Determination Of Pharmacophoric Geometry For Collagenase Inhibitors Using A Novel Computational Method And Its Verification Using Molecular-Dynamics, Nmr, And X-Ray Crystallography

The pharmacophoric geometry for the inhibition of human fibroblast collagenase has been determined using a novel computational method. The inhibitors used in this study, which had from seven to 11 rotatable torsion angles, did not show any irreversible movement from the pharmacophore geometry during a 20 ps room temperature molecular dynamics simulation.
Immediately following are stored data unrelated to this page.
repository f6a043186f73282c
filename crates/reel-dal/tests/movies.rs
use futures::TryStreamExt as _;
use reel_dal::{
    Error,
    movie::{CreateMovie, MovieChanges, MovieRepository},
    query::{Condition, QueryBuilder, QueryDefaults, QueryParams},
};
use sqlx::Executor;
use time::macros::date;

const TEST_DATA: &str = r#"
INSERT INTO genre (id, version, name, slug) VALUES (1, 1, 'Science Fiction', 'science-fiction');
INSERT INTO genre (id, version, name, slug) VALUES (2, 1, 'Drama', 'drama');
INSERT INTO genre (id, version, name, slug) VALUES (3, 1, 'Crime', 'crime');

INSERT INTO movie (id, version, created, modified, title, description, release_date, slug, is_deleted)
VALUES (1, 1, '2024-01-01 10:00:00', '2024-01-01 10:00:00', 'Dune', 'Spice must flow', '2021-10-22', 'dune-2021-10-22', FALSE);
INSERT INTO movie (id, version, created, modified, title, description, release_date, slug, is_deleted)
VALUES (2, 1, '2024-01-02 10:00:00', '2024-01-02 10:00:00', 'Heat', 'Los Angeles crime saga', '1995-12-15', 'heat-1995-12-15', FALSE);
INSERT INTO movie (id, version, created, modified, title, description, release_date, slug, is_deleted)
VALUES (3, 1, '2024-01-03 10:00:00', '2024-01-03 10:00:00', 'Arrival', NULL, '2016-11-11', 'arrival-2016-11-11', TRUE);

INSERT INTO movie_genres (movie_id, genre_id) VALUES (1, 1);
INSERT INTO movie_genres (movie_id, genre_id) VALUES (1, 2);
INSERT INTO movie_genres (movie_id, genre_id) VALUES (2, 3);
INSERT INTO movie_genres (movie_id, genre_id) VALUES (3, 1);
"#;

async fn init_db() -> sqlx::Pool<sqlx::Sqlite> {
    const DB_URL: &str = "sqlite::memory:";
    let conn = sqlx::sqlite::SqlitePoolOptions::new()
        .max_connections(1)
        .min_connections(1)
        .connect_with(reel_dal::connect_options(DB_URL).unwrap())
        .await
        .unwrap();
    reel_dal::migrate(&conn).await.unwrap();

    conn.execute_many(TEST_DATA)
        .try_collect::<Vec<_>>()
        .await
        .unwrap();

    conn
}

#[tokio::test]
async fn test_movie_lookups() {
    let conn = init_db().await;
    let repo = MovieRepository::new(conn);

    let movie = repo.find_by_id(1).await.unwrap().unwrap();
    assert_eq!(movie.title, "Dune");
    assert_eq!(movie.release_date, date!(2021 - 10 - 22));
    let genre_names: Vec<_> = movie.genres.iter().map(|g| g.name.as_str()).collect();
    assert_eq!(genre_names, ["Drama", "Science Fiction"]);

    let by_slug = repo.find_by_slug("heat-1995-12-15").await.unwrap().unwrap();
    assert_eq!(by_slug.id, 2);

    let found = repo.find_one("Dune", date!(2021 - 10 - 22)).await.unwrap();
    assert!(found.is_some());
    let missing = repo.find_one("Dune", date!(1984 - 12 - 14)).await.unwrap();
    assert!(missing.is_none());

    assert!(repo.find_by_id(42).await.unwrap().is_none());
    assert_eq!(repo.count().await.unwrap(), 3);
}

#[tokio::test]
async fn test_movie_create() {
    let conn = init_db().await;
    let repo = MovieRepository::new(conn);

    let payload = CreateMovie {
        title: "Blade Runner".to_string(),
        description: Some("Replicants".to_string()),
        release_date: date!(1982 - 06 - 25),
        genres: vec![1, 3, 1],
    };
    let movie = repo
        .create(payload.clone(), "blade-runner-1982-06-25".to_string())
        .await
        .unwrap();
    assert_eq!(movie.slug, "blade-runner-1982-06-25");
    assert_eq!(movie.version, 1);
    assert!(!movie.is_deleted);
    assert_eq!(movie.genres.len(), 2);

    let err = repo
        .create(payload, "blade-runner-again".to_string())
        .await
        .unwrap_err();
    assert!(matches!(err, Error::Conflict(_)));
}

#[tokio::test]
async fn test_movie_create_unknown_genre() {
    let conn = init_db().await;
    let repo = MovieRepository::new(conn);

    let payload = CreateMovie {
        title: "Alien".to_string(),
        description: None,
        release_date: date!(1979 - 05 - 25),
        genres: vec![99],
    };
    let err = repo
        .create(payload, "alien-1979-05-25".to_string())
        .await
        .unwrap_err();
    assert!(matches!(err, Error::InvalidReference(ref what) if what == "Genre"));
    assert!(repo.find_by_slug("alien-1979-05-25").await.unwrap().is_none());

    let changes = MovieChanges {
        genres: Some(vec![2, 99]),
        ..Default::default()
    };
    let err = repo.update(1, changes).await.unwrap_err();
    assert!(matches!(err, Error::InvalidReference(_)));
    let dune = repo.find_by_id(1).await.unwrap().unwrap();
    assert_eq!(dune.version, 1);
    assert_eq!(dune.genres.len(), 2);
}

#[tokio::test]
async fn test_movie_update() {
    let conn = init_db().await;
    let repo = MovieRepository::new(conn);

    let changes = MovieChanges {
        description: Some("Arrakis".to_string()),
        genres: Some(vec![1]),
        ..Default::default()
    };
    let updated = repo.update(1, changes).await.unwrap().unwrap();
    assert_eq!(updated.description.as_deref(), Some("Arrakis"));
    assert_eq!(updated.slug, "dune-2021-10-22");
    assert_eq!(updated.version, 2);
    assert_eq!(updated.genres.len(), 1);

    let deleted = repo
        .update(2, MovieChanges::soft_delete())
        .await
        .unwrap()
        .unwrap();
    assert!(deleted.is_deleted);
    assert!(repo.find_by_id(2).await.unwrap().unwrap().is_deleted);

    assert!(
        repo.update(42, MovieChanges::soft_delete())
            .await
            .unwrap()
            .is_none()
    );

    let clash = MovieChanges {
        title: Some("Heat".to_string()),
        release_date: Some(date!(1995 - 12 - 15)),
        slug: Some("heat-1995-12-15-copy".to_string()),
        ..Default::default()
    };
    let err = repo.update(1, clash).await.unwrap_err();
    assert!(matches!(err, Error::Conflict(_)));
}

#[tokio::test]
async fn test_movie_list() {
    let conn = init_db().await;
    let repo = MovieRepository::new(conn);
    let defaults = QueryDefaults::default();

    let spec = QueryBuilder::new(QueryParams::new(), &defaults)
        .paginate()
        .sort()
        .fields()
        .build()
        .unwrap();
    let all = repo.list(spec).await.unwrap();
    assert_eq!(all.total, 3);
    let ids: Vec<_> = all.rows.iter().map(|m| m.id).collect();
    assert_eq!(ids, [3, 2, 1]);

    let params = QueryParams::new()
        .with_search_term("CRIME")
        .with_fields("title");
    let spec = QueryBuilder::new(params, &defaults)
        .search(&["title", "description"])
        .paginate()
        .sort()
        .fields()
        .build()
        .unwrap();
    let found = repo.list(spec).await.unwrap();
    assert_eq!(found.total, 1);
    assert_eq!(found.rows[0].title, "Heat");
    let value = serde_json::to_value(&found.rows[0]).unwrap();
    assert_eq!(value, serde_json::json!({"id": 2, "title": "Heat"}));

    let params = QueryParams::new()
        .with_filter("genres", "1")
        .with_sort("title");
    let spec = QueryBuilder::new(params, &defaults)
        .filter(&[])
        .sort()
        .build()
        .unwrap();
    let in_genre = repo.list(spec).await.unwrap();
    let titles: Vec<_> = in_genre.rows.iter().map(|m| m.title.as_str()).collect();
    assert_eq!(titles, ["Arrival", "Dune"]);

    let spec = QueryBuilder::new(QueryParams::new(), &defaults)
        .build()
        .unwrap()
        .and(Condition::equals("is_deleted", false))
        .unwrap()
        .and(Condition::one_of("genres", vec![1, 3]))
        .unwrap();
    let visible = repo.list(spec).await.unwrap();
    assert_eq!(visible.total, 2);
}

#[tokio::test]
async fn test_movie_list_pages() {
    let conn = init_db().await;
    let repo = MovieRepository::new(conn);
    let defaults = QueryDefaults::default();

    let params = QueryParams::new().with_sort("title").with_page(2).with_limit(2);
    let spec = QueryBuilder::new(params, &defaults)
        .paginate()
        .sort()
        .build()
        .unwrap();
    let page = repo.list(spec).await.unwrap();
    assert_eq!(page.total, 3);
    assert_eq!(page.offset, 2);
    assert_eq!(page.rows.len(), 1);
    assert_eq!(page.rows[0].title, "Heat");
}

#[tokio::test]
async fn test_movie_list_text_matching() {
    let conn = init_db().await;
    let repo = MovieRepository::new(conn);
    let defaults = QueryDefaults::default();

    for (title, slug) in [("007", "007-1962-10-05"), ("true", "true-1962-10-05")] {
        let payload = CreateMovie {
            title: title.to_string(),
            description: None,
            release_date: date!(1962 - 10 - 05),
            genres: vec![3],
        };
        repo.create(payload, slug.to_string()).await.unwrap();
    }
    let payload = CreateMovie {
        title: "Amélie".to_string(),
        description: Some("Le fabuleux destin d'Amélie Poulain".to_string()),
        release_date: date!(2001 - 04 - 25),
        genres: vec![2],
    };
    let amelie = repo
        .create(payload, "amelie-2001-04-25".to_string())
        .await
        .unwrap();

    for title in ["007", "true"] {
        let spec = QueryBuilder::new(QueryParams::new().with_filter("title", title), &defaults)
            .filter(&[])
            .build()
            .unwrap();
        let found = repo.list(spec).await.unwrap();
        assert_eq!(found.total, 1, "title filter {title}");
        assert_eq!(found.rows[0].title, title);
    }

    for term in ["AMÉLIE", "amélie", "DESTIN D'AM"] {
        let spec = QueryBuilder::new(QueryParams::new().with_search_term(term), &defaults)
            .search(&["title", "description"])
            .build()
            .unwrap();
        let found = repo.list(spec).await.unwrap();
        assert_eq!(found.total, 1, "search term {term}");
        assert_eq!(found.rows[0].id, amelie.id);
    }

    let spec = QueryBuilder::new(QueryParams::new().with_search_term("(spice"), &defaults)
        .search(&["title", "description"])
        .build()
        .unwrap();
    assert_eq!(repo.list(spec).await.unwrap().total, 0);
}
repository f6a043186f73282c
pub mod commands;
pub mod config;
pub mod run;
pub mod error;
pub mod genre;
pub mod movie;
pub mod query;

use std::fmt::Display;

pub use error::Error;
pub use sqlx::Error as SqlxError;
use serde::Serialize;
use sqlx::{
    migrate::Migrator,
    sqlite::{SqliteConnectOptions, SqlitePoolOptions},
};
use tracing::debug;

use crate::error::Result;

pub type ChosenDB = sqlx::Sqlite;
pub type Pool = sqlx::Pool<ChosenDB>;

pub const MAX_LIMIT: usize = 10_000;

static MIGRATOR: Migrator = sqlx::migrate!("../../migrations");

/// Connection options every pool must use, text search relies on the `REGEXP` function.
pub fn connect_options(database_url: &str) -> Result<SqliteConnectOptions> {
    let options = database_url
        .parse::<SqliteConnectOptions>()?
        .foreign_keys(true)
        .with_regexp();
    Ok(options)
}

pub async fn new_pool(database_url: &str) -> Result<Pool, Error> {
    let pool = SqlitePoolOptions::new()
        .max_connections(50)
        .connect_with(connect_options(database_url)?)
        .await?;
    Ok(pool)
}

pub async fn migrate(pool: &Pool) -> Result<()> {
    MIGRATOR.run(pool).await?;
    debug!("Database schema is up to date");
    Ok(())
}

#[derive(Debug, Clone, PartialEq, Eq)]
pub enum Order {
    Asc(String),
    Desc(String),
}

impl Display for Order {
    fn fmt(&self, f: &mut std::fmt::Formatter<'_>) -> std::fmt::Result {
        match self {
            Order::Asc(s) => write!(f, "{}", s),
            Order::Desc(s) => write!(f, "{} DESC", s),
        }
    }
}

impl AsRef<str> for Order {
    fn as_ref(&self) -> &str {
        match self {
            Order::Asc(s) => s.as_str(),
            Order::Desc(s) => s.as_str(),
        }
    }
}

#[derive(Debug, Clone)]
pub struct ListingParams {
    pub offset: i64,
    pub limit: i64,
    pub order: Option<Vec<Order>>,
}

impl Default for ListingParams {
    fn default() -> Self {
        Self {
            offset: 0,
            limit: MAX_LIMIT as i64,
            order: None,
        }
    }
}

impl ListingParams {
    pub fn new(offset: i64, limit: i64) -> Self {
        Self {
            offset,
            limit,
            order: None,
        }
    }
    pub fn with_order(mut self, order: Vec<Order>) -> Self {
        self.order = Some(order);
        self
    }

    pub fn ordering(&self, valid_fields: &[&str]) -> Result<String> {
        let ordering = self
            .order
            .as_ref()
            .map(|o| {
                o.iter()
                    .map(|o| {
                        if valid_fields.contains(&o.as_ref()) {
                            Ok(o.to_string())
                        } else {
                            Err(Error::InvalidOrderByField(o.as_ref().to_string()))
                        }
                    })
                    .collect::<Result<Vec<String>>>()
                    .map(|o| o.join(", "))
            })
            .transpose()?
            .unwrap_or_default();
        Ok(ordering)
    }
}

/// One page of records plus the total count of records matching the query.
#[derive(Debug, Clone, Serialize)]
#[cfg_attr(feature = "openapi", derive(utoipa::ToSchema))]
pub struct Batch<T> {
    pub offset: i64,
    pub limit: i64,
    pub total: u64,
    pub rows: Vec<T>,
}
use clap::{Parser, Subcommand};
use garde::Validate as _;
use reel_dal::genre::{CreateGenre, GenreRepository};
use reel_types::config::BackendConfig;

use crate::commands::{Executor, connect, print_json};

#[derive(Parser, Debug)]
pub struct GenreCmd {
    #[command(flatten)]
    backend: BackendConfig,
    #[command(subcommand)]
    action: GenreAction,
}

#[derive(Subcommand, Debug)]
enum GenreAction {
    /// Add new genre
    Add {
        #[arg(short, long, help = "Genre name")]
        name: String,
        #[arg(short, long, help = "Genre slug, derived from name if missing")]
        slug: Option<String>,
    },
    /// List all genres
    List,
}

impl Executor for GenreCmd {
    async fn run(self) -> anyhow::Result<()> {
        let pool = connect(&self.backend).await?;
        let repository = GenreRepository::new(pool);
        match self.action {
            GenreAction::Add { name, slug } => {
                let payload = CreateGenre { name, slug };
                payload
                    .validate()
                    .map_err(|e| anyhow::anyhow!("Invalid genre: {e}"))?;
                let genre = repository.create(payload).await?;
                print_json(&genre)
            }
            GenreAction::List => print_json(&repository.list_all().await?),
        }
    }
}
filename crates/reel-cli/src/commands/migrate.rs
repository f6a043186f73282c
use clap::Parser;
use reel_types::config::BackendConfig;
use tracing::info;

use crate::commands::{Executor, connect};

#[derive(Parser, Debug)]
pub struct MigrateCmd {
    #[command(flatten)]
    backend: BackendConfig,
}

impl Executor for MigrateCmd {
    async fn run(self) -> anyhow::Result<()> {
        let pool = connect(&self.backend).await?;
        reel_dal::migrate(&pool).await?;
        info!("Database {} migrated", self.backend.database_url());
        Ok(())
    }
}
pub mod error;
pub mod movie;

pub use movie::MovieService;
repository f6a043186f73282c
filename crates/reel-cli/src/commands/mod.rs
use anyhow::Context as _;
use reel_app::error::ApiError;
use reel_dal::{Pool, query::QueryDefaults};
use reel_types::config::BackendConfig;
use serde::Serialize;
use time::{Date, macros::format_description};
use tracing::debug;

pub mod genre;
pub mod migrate;
pub mod movie;

#[allow(async_fn_in_trait)]
pub trait Executor {
    async fn run(self) -> anyhow::Result<()>;
}

pub(crate) async fn connect(backend: &BackendConfig) -> anyhow::Result<Pool> {
    let db_url = backend.database_url();
    debug!("Connecting to {db_url}");
    let pool = reel_dal::new_pool(&db_url)
        .await
        .with_context(|| format!("Cannot open database {db_url}"))?;
    Ok(pool)
}

pub(crate) fn query_defaults(backend: &BackendConfig) -> QueryDefaults {
    QueryDefaults {
        default_limit: backend.default_page_size,
        max_limit: backend.max_page_size,
    }
}

pub(crate) fn print_json<T: Serialize>(value: &T) -> anyhow::Result<()> {
    let out = serde_json::to_string_pretty(value)?;
    println!("{out}");
    Ok(())
}

pub(crate) fn api_error(err: ApiError) -> anyhow::Error {
    anyhow::anyhow!("{err} [{}]", err.status_code())
}

pub(crate) fn parse_date(value: &str) -> Result<Date, String> {
    Date::parse(value, format_description!("[year]-[month]-[day]"))
        .map_err(|e| format!("Invalid date {value:?}, expected YYYY-MM-DD: {e}"))
}

pub(crate) fn parse_pair(value: &str) -> Result<(String, String), String> {
    value
        .split_once('=')
        .map(|(k, v)| (k.trim().to_string(), v.to_string()))
        .filter(|(k, _)| !k.is_empty())
        .ok_or_else(|| format!("Expected key=value, got {value:?}"))
}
A parallel NMR study confirmed two torsion angles and a key atom distance, and an X-ray crystallographic study of the protein-ligand complex established the model unequivocally. The X-ray structure showed that nine out of 11 torsion angles were within the range predicted by the pharmacophoric model. For one of the two remaining torsion angles it suggested two possible values, one of which corresponded to the X-ray structure, Molecular dynamics simulations starting from the computed active conformation suggested that both of these two torsion angles could have alternate values which included the X-ray value. The computational method described here is applicable to any general molecular superimposition problem which, in rational drug design, helps: (i) to visualize the similarities among the molecules of diverse structures; (ii) to determine the active conformation for inhibiting a certain biological system, which in turn can be used for developing SD-QSAR models; and (iii) to dock new ligands at the active site of an enzyme or a biological receptor where the conformational correspondence with the X-ray crystallographically solved ligand is not obvious. The method uses multiple distance matrices to represent the conformational flexibility and conformational diversity. The molecules may be fairly flexible, with 10-12 rotatable torsion angles. No prior assumption of active conformation is necessary during the fitting process; only a hypothesis of equivalent atoms is required to work with this method. The method suggests conformations which are within a predefined molecular mechanics energy value and indicates the possibility of multiple conformational solutions if the molecules are not sufficiently diverse or constrained.